You sir…are an idiot.

I just got this e-mail from someone I met awhile ago at a certain establishment in town.

I have removed the guys name to protect him (because he’s an idiot).  He works for a larger real estate firm in town.   It’s a short message but I’ll dissect it out a bit…because…well…that’s what I do.

Hi Ted,

 

This is IDIOT ( HOP SHOP ) checking in with you. has there been any developement in your hope to get back to Spokane? Hope you had a nice holiday season. Let me know if you need my services, I’ll be there for you. Take care,

IDIOT

Okay, a few things here:

1) I understand that if you are a “go-getter” in the real estate world that it’s very important to network and be overly-friendly to people.  

2) I met you and your wife at the Left Bank Wine Bar not the Hop Shop.  While both places are fantastic (and I implore you to visit them if you have not) they are very different.  I’m thinking that maybe you had a bit too much to drink that night if you can’t keep this straight.
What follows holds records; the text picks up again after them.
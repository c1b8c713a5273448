//! Linux usbmon packet header parsing and keyboard-frame admission
//!
//! libpcap delivers usbmon traffic with a fixed binary header in front of
//! every packet (`DLT_USB_LINUX`, 48 bytes; the memory-mapped variant
//! `DLT_USB_LINUX_MMAPPED` appends 16 more bytes after the same fields).
//!
//! ```text
//! Offset  Size  Field
//! 0       8     urb id
//! 8       1     event type ('S' submit, 'C' complete, 'E' error)
//! 9       1     transfer type (0=iso, 1=int, 2=ctrl, 3=bulk)
//! 10      1     endpoint address (bit 7 = IN)
//! 11      1     device address
//! 12      2     bus id
//! 14      1     setup flag
//! 15      1     data flag (0 = payload captured)
//! 16      8     timestamp seconds
//! 24      4     timestamp microseconds
//! 28      4     status
//! 32      4     urb length
//! 36      4     data length
//! 40      8     setup packet
//! ```
//!
//! Fields are in host byte order; only little-endian captures are decoded.

use std::fmt;

use plugmein_hid::BootReport;

/// Size of the usbmon header every admissible frame starts with
pub const HEADER_LEN: usize = 48;

/// Link type of usbmon captures (`DLT_USB_LINUX`)
pub const DLT_USB_LINUX: i32 = 189;
/// Link type of memory-mapped usbmon captures (`DLT_USB_LINUX_MMAPPED`)
pub const DLT_USB_LINUX_MMAPPED: i32 = 220;

/// True if a pcap link type carries usbmon headers
pub fn is_usbmon_linktype(linktype: i32) -> bool {
    linktype == DLT_USB_LINUX || linktype == DLT_USB_LINUX_MMAPPED
}

/// URB event type
#[derive(Debug, Clone, Copy, PartialEq, Eq)]
pub enum EventType {
    Submit,
    Complete,
    Error,
    Unknown(u8),
}

impl From<u8> for EventType {
    fn from(b: u8) -> Self {
        match b {
            b'S' => Self::Submit,
            b'C' => Self::Complete,
            b'E' => Self::Error,
            other => Self::Unknown(other),
        }
    }
}

/// Direction of USB transfer
#[derive(Debug, Clone, Copy, PartialEq, Eq)]
pub enum Direction {
    /// Host to device (OUT)
    Out,
    /// Device to host (IN)
    In,
}

/// USB transfer type
#[derive(Debug, Clone, Copy, PartialEq, Eq)]
pub enum TransferType {
    Isochronous,
    Interrupt,
    Control,
    Bulk,
    Unknown(u8),
}

impl From<u8> for TransferType {
    fn from(b: u8) -> Self {
        match b {
            0 => Self::Isochronous,
            1 => Self::Interrupt,
            2 => Self::Control,
            3 => Self::Bulk,
            other => Self::Unknown(other),
        }
    }
}

/// Per-frame metadata from the capture backend
#[derive(Debug, Clone, Copy, PartialEq, Eq)]
pub struct FrameMeta {
    /// Bytes actually captured
    pub captured_len: u32,
    /// Bytes on the wire (may exceed `captured_len` when snaplen truncates)
    pub wire_len: u32,
}

impl FrameMeta {
    /// Metadata for a frame captured in full
    pub fn whole(frame: &[u8]) -> Self {
        let len = frame.len() as u32;
        Self {
            captured_len: len,
            wire_len: len,
        }
    }
}

/// Parsed usbmon packet header
#[derive(Debug, Clone, PartialEq, Eq)]
pub struct UrbHeader {
    pub id: u64,
    pub event_type: EventType,
    pub transfer_type: TransferType,
    /// Endpoint address including the direction bit
    pub endpoint: u8,
    pub device: u8,
    pub bus_id: u16,
    pub setup_flag: u8,
    pub data_flag: u8,
    pub ts_sec: i64,
    pub ts_usec: i32,
    pub status: i32,
    pub urb_len: u32,
    pub data_len: u32,
    pub setup: [u8; 8],
}

impl UrbHeader {
    /// Parse the header from the front of a frame.
    ///
    /// Returns `None` if fewer than [`HEADER_LEN`] bytes are available.
    pub fn parse(raw: &[u8]) -> Option<Self> {
        let raw: &[u8; HEADER_LEN] = raw.get(..HEADER_LEN)?.try_into().ok()?;

        let u16_at = |o: usize| u16::from_le_bytes([raw[o], raw[o + 1]]);
        let u32_at = |o: usize| u32::from_le_bytes([raw[o], raw[o + 1], raw[o + 2], raw[o + 3]]);
        let u64_at = |o: usize| {
            u64::from_le_bytes([
                raw[o],
                raw[o + 1],
                raw[o + 2],
                raw[o + 3],
                raw[o + 4],
                raw[o + 5],
                raw[o + 6],
                raw[o + 7],
            ])
        };

        Some(Self {
            id: u64_at(0),
            event_type: raw[8].into(),
            transfer_type: raw[9].into(),
            endpoint: raw[10],
            device: raw[11],
            bus_id: u16_at(12),
            setup_flag: raw[14],
            data_flag: raw[15],
            ts_sec: u64_at(16) as i64,
            ts_usec: u32_at(24) as i32,
            status: u32_at(28) as i32,
            urb_len: u32_at(32),
            data_len: u32_at(36),
            setup: [
                raw[40], raw[41], raw[42], raw[43], raw[44], raw[45], raw[46], raw[47],
            ],
        })
    }

    pub fn direction(&self) -> Direction {
        if self.endpoint & 0x80 != 0 {
            Direction::In
        } else {
            Direction::Out
        }
    }
}

/// Why a frame is not a keyboard report
#[derive(Debug, Clone, Copy, PartialEq, Eq, Hash)]
pub enum Rejection {
    /// Shorter than the usbmon header
    Truncated,
    /// From a bus other than the filtered one
    OtherBus,
    /// Submit or error event
    NotComplete,
    /// Host-to-device transfer (e.g. LED state writes)
    HostToDevice,
    /// Data flag set: no payload captured
    NoPayload,
    /// Zero-length payload
    EmptyPayload,
    /// Declared payload longer than what was captured
    PayloadTruncated,
    /// Payload is not 8 bytes long
    NotBootReport,
}

impl Rejection {
    pub const ALL: [Rejection; 8] = [
        Self::Truncated,
        Self::OtherBus,
        Self::NotComplete,
        Self::HostToDevice,
        Self::NoPayload,
        Self::EmptyPayload,
        Self::PayloadTruncated,
        Self::NotBootReport,
    ];

    pub fn name(&self) -> &'static str {
        match self {
            Self::Truncated => "truncated",
            Self::OtherBus => "other bus",
            Self::NotComplete => "not complete",
            Self::HostToDevice => "host to device",
            Self::NoPayload => "no payload",
            Self::EmptyPayload => "empty payload",
            Self::PayloadTruncated => "payload truncated",
            Self::NotBootReport => "not a boot report",
        }
    }
}

impl fmt::Display for Rejection {
    fn fmt(&self, f: &mut fmt::Formatter<'_>) -> fmt::Result {
        f.write_str(self.name())
    }
}

/// Check whether a frame is a completed IN transfer carrying a boot report.
///
/// A `bus_filter` of 0 accepts every bus.
pub fn check_frame(frame: &[u8], meta: FrameMeta, bus_filter: u16) -> Result<UrbHeader, Rejection> {
    let captured = meta.captured_len as usize;
    if captured < HEADER_LEN {
        return Err(Rejection::Truncated);
    }
    let header = UrbHeader::parse(frame).ok_or(Rejection::Truncated)?;

    if bus_filter != 0 && header.bus_id != bus_filter {
        return Err(Rejection::OtherBus);
    }
    if header.event_type != EventType::Complete {
        return Err(Rejection::NotComplete);
    }
    if header.direction() != Direction::In {
        return Err(Rejection::HostToDevice);
    }
    if header.data_flag != 0 {
        return Err(Rejection::NoPayload);
    }
    if header.data_len == 0 {
        return Err(Rejection::EmptyPayload);
    }
    if HEADER_LEN as u64 + header.data_len as u64 > captured as u64 {
        return Err(Rejection::PayloadTruncated);
    }
    if header.data_len as usize != BootReport::LEN {
        return Err(Rejection::NotBootReport);
    }

    Ok(header)
}

/// Predicate form of [`check_frame`]
pub fn is_admissible(frame: &[u8], meta: FrameMeta, bus_filter: u16) -> bool {
    check_frame(frame, meta, bus_filter).is_ok()
}

/// Build a usbmon frame (test helper shared with integration tests)
#[cfg(any(test, feature = "test-util"))]
pub mod build {
    use super::HEADER_LEN;

    /// Fields of a synthetic usbmon frame
    #[derive(Debug, Clone)]
    pub struct FrameSpec {
        pub event_type: u8,
        pub transfer_type: u8,
        pub endpoint: u8,
        pub bus_id: u16,
        pub data_flag: u8,
        pub data_len: u32,
        pub payload: Vec<u8>,
    }

    impl FrameSpec {
        /// Completed interrupt-IN transfer on bus 1 carrying `report`
        pub fn keyboard(report: [u8; 8]) -> Self {
            Self {
                event_type: b'C',
                transfer_type: 1,
                endpoint: 0x81,
                bus_id: 1,
                data_flag: 0,
                data_len: 8,
                payload: report.to_vec(),
            }
        }

        pub fn to_bytes(&self) -> Vec<u8> {
            let mut raw = vec![0u8; HEADER_LEN];
            raw[0..8].copy_from_slice(&0xFFFF_8800_1234_5678u64.to_le_bytes());
            raw[8] = self.event_type;
            raw[9] = self.transfer_type;
            raw[10] = self.endpoint;
            raw[11] = 3;
            raw[12..14].copy_from_slice(&self.bus_id.to_le_bytes());
            raw[14] = b'-';
            raw[15] = self.data_flag;
            raw[32..36].copy_from_slice(&8u32.to_le_bytes());
            raw[36..40].copy_from_slice(&self.data_len.to_le_bytes());
            raw.extend_from_slice(&self.payload);
            raw
        }
    }
}

#[cfg(test)]
mod tests {
    use super::build::FrameSpec;
    use super::*;

    const SHIFT_A: [u8; 8] = [0x02, 0x00, 0x04, 0, 0, 0, 0, 0];

    fn admit(spec: &FrameSpec, bus_filter: u16) -> Result<UrbHeader, Rejection> {
        let raw = spec.to_bytes();
        check_frame(&raw, FrameMeta::whole(&raw), bus_filter)
    }

    #[test]
    fn test_parse_header_fields() {
        let raw = FrameSpec::keyboard(SHIFT_A).to_bytes();
        let header = UrbHeader::parse(&raw).unwrap();
        assert_eq!(header.id, 0xFFFF_8800_1234_5678);
        assert_eq!(header.event_type, EventType::Complete);
        assert_eq!(header.transfer_type, TransferType::Interrupt);
        assert_eq!(header.direction(), Direction::In);
        assert_eq!(header.device, 3);
        assert_eq!(header.bus_id, 1);
        assert_eq!(header.urb_len, 8);
        assert_eq!(header.data_len, 8);
    }

    #[test]
    fn test_keyboard_frame_admitted() {
        assert!(admit(&FrameSpec::keyboard(SHIFT_A), 0).is_ok());
        assert!(admit(&FrameSpec::keyboard(SHIFT_A), 1).is_ok());
    }

    #[test]
    fn test_short_frames_rejected() {
        let raw = FrameSpec::keyboard(SHIFT_A).to_bytes();
        for len in 0..HEADER_LEN {
            let frame = &raw[..len];
            assert!(!is_admissible(frame, FrameMeta::whole(frame), 0), "len {len}");
        }
    }

    #[test]
    fn test_captured_len_below_header_rejected() {
        let raw = FrameSpec::keyboard(SHIFT_A).to_bytes();
        let meta = FrameMeta {
            captured_len: 40,
            wire_len: raw.len() as u32,
        };
        assert_eq!(check_frame(&raw, meta, 0), Err(Rejection::Truncated));
    }

    #[test]
    fn test_bus_filter() {
        let mut spec = FrameSpec::keyboard(SHIFT_A);
        spec.bus_id = 2;
        assert_eq!(admit(&spec, 1), Err(Rejection::OtherBus));
        assert!(admit(&spec, 2).is_ok());
        assert!(admit(&spec, 0).is_ok());
    }

    #[test]
    fn test_non_complete_rejected() {
        for ev in [b'S', b'E', b'X'] {
            let mut spec = FrameSpec::keyboard(SHIFT_A);
            spec.event_type = ev;
            assert_eq!(admit(&spec, 0), Err(Rejection::NotComplete));
        }
    }

    #[test]
    fn test_out_endpoint_rejected() {
        let mut spec = FrameSpec::keyboard(SHIFT_A);
        spec.endpoint = 0x01;
        assert_eq!(admit(&spec, 0), Err(Rejection::HostToDevice));
    }

    #[test]
    fn test_data_flag_rejected() {
        let mut spec = FrameSpec::keyboard(SHIFT_A);
        spec.data_flag = b'<';
        assert_eq!(admit(&spec, 0), Err(Rejection::NoPayload));
    }

    #[test]
    fn test_empty_payload_rejected() {
        let mut spec = FrameSpec::keyboard(SHIFT_A);
        spec.data_len = 0;
        spec.payload.clear();
        assert_eq!(admit(&spec, 0), Err(Rejection::EmptyPayload));
    }

    #[test]
    fn test_declared_len_exceeds_capture() {
        let mut spec = FrameSpec::keyboard(SHIFT_A);
        spec.payload.truncate(4);
        assert_eq!(admit(&spec, 0), Err(Rejection::PayloadTruncated));
    }

    #[test]
    fn test_non_boot_payload_rejected() {
        for len in [1usize, 7, 9, 64] {
            let mut spec = FrameSpec::keyboard(SHIFT_A);
            spec.data_len = len as u32;
            spec.payload = vec![0u8; len];
            assert_eq!(admit(&spec, 0), Err(Rejection::NotBootReport), "len {len}");
        }
    }

    #[test]
    fn test_rejection_order_prefers_bus_filter() {
        // Wrong bus and a submit event: bus filter is checked first
        let mut spec = FrameSpec::keyboard(SHIFT_A);
        spec.bus_id = 5;
        spec.event_type = b'S';
        assert_eq!(admit(&spec, 1), Err(Rejection::OtherBus));
    }

    #[test]
    fn test_linktypes() {
        assert!(is_usbmon_linktype(189));
        assert!(is_usbmon_linktype(220));
        assert!(!is_usbmon_linktype(1));
        assert!(!is_usbmon_linktype(249)); // USBPcap
    }
}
3) I live in Spokane.  I told you that.  A couple times that night at Left Bank and IN A FOLLOW UP E-MAIL THAT I RESPONDED TO YOU AFTER YOUR PREVIOUS E-MAIL TO ME.  I really think you had way too much to drink that night, but thanks for sharing your pizza with us.  That’s right, we’ve been down this road before…

4) “…any developement in your hope to get back to Spokane?”  First of all the word is  ”development”.  I suggest that you invest in an e-mail program or web-browser that has some sort of spell-check installed.  Especially since you are selling 250-700K houses in the area.  I question your ability to properly put together an offer for a house or any of the other standard paperwork that is necessary.  Second, look at my business card (the one I regrettably gave you), what does it say?  Where does it say I am employed?  That should give you a good indication of where I am living.  Third…as covered before…I told you this IN A FOLLOW UP E-MAIL THAT I RESPONDED TO YOU AFTER YOUR PREVIOUS E-MAIL TO ME.

5) If you really cared about me and my holiday season you would get your story straight when it comes to me.  I feel like the bond we had when you were (obviously) shit-faced means nothing to you anymore.  I am hurt.  Deeply.

6) Putting a picture of yourself in your e-mail signature is just plain creepy.  It really is.

Needless to say…I don’t think I’ll be responding to this e-mail.